Collected data
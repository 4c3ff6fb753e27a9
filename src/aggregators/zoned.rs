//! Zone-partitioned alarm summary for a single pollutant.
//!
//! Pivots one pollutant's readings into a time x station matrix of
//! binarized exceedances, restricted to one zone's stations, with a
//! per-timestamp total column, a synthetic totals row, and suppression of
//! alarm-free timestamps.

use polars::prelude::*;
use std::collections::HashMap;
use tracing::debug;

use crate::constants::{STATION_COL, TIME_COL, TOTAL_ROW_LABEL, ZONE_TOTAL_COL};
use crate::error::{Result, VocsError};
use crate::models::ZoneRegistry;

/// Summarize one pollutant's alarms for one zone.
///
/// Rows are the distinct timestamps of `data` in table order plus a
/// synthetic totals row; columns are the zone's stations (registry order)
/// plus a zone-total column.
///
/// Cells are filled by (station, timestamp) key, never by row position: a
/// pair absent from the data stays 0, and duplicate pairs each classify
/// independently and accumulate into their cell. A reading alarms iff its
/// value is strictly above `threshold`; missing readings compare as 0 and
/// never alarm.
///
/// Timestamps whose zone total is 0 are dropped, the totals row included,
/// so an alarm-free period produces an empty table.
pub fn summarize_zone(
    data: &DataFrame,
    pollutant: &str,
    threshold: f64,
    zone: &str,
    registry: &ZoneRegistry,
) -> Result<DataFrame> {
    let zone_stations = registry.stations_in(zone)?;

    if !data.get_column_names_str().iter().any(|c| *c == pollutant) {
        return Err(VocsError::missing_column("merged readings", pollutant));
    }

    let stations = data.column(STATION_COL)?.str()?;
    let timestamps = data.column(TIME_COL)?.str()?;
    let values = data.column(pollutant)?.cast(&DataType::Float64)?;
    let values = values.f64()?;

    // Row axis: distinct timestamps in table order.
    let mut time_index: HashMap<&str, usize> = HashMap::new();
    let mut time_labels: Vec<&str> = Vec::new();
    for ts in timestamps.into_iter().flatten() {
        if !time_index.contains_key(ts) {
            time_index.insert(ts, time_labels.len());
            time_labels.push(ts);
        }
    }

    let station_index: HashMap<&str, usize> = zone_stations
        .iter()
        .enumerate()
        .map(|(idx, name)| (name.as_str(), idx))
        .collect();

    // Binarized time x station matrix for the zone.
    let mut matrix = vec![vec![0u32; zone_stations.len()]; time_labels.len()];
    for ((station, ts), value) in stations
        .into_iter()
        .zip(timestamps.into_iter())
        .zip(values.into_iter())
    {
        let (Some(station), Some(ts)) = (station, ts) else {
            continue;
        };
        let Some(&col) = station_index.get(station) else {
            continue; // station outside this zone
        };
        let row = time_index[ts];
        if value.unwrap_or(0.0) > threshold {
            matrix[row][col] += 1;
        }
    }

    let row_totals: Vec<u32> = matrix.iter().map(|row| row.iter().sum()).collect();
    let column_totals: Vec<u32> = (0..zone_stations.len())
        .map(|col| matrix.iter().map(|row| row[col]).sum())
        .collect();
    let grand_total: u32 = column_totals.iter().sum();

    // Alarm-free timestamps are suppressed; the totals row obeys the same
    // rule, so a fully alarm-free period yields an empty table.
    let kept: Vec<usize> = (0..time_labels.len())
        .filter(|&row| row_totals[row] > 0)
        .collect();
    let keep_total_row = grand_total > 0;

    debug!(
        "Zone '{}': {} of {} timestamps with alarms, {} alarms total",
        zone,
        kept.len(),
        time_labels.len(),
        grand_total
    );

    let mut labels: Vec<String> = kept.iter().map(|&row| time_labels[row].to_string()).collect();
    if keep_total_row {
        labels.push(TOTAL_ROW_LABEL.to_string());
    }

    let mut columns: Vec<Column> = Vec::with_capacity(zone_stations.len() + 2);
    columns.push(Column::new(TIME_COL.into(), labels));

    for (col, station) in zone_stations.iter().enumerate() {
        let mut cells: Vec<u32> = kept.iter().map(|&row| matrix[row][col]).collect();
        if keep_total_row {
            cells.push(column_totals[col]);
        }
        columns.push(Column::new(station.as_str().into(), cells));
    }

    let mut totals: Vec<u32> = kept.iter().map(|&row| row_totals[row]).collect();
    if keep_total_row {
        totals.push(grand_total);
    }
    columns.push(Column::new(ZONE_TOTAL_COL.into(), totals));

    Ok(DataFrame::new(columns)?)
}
--
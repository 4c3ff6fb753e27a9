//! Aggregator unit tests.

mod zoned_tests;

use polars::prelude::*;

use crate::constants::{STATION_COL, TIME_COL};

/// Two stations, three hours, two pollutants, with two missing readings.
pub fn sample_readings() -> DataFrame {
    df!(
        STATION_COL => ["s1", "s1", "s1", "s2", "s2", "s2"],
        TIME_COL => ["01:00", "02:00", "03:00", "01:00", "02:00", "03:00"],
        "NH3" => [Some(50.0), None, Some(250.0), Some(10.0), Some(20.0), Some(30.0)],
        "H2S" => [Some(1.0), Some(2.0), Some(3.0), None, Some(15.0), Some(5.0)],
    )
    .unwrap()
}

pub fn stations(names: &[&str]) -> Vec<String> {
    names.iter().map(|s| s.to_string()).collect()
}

§ **HOW TO COMPLETE THIS TASK**
Copy every line of the entries above in which "DataFrame" occurs.

§ **RESPONSE TO THE TASK**
    data: &DataFrame,
) -> Result<DataFrame> {
    Ok(DataFrame::new(columns)?)
pub fn sample_readings() -> DataFrame {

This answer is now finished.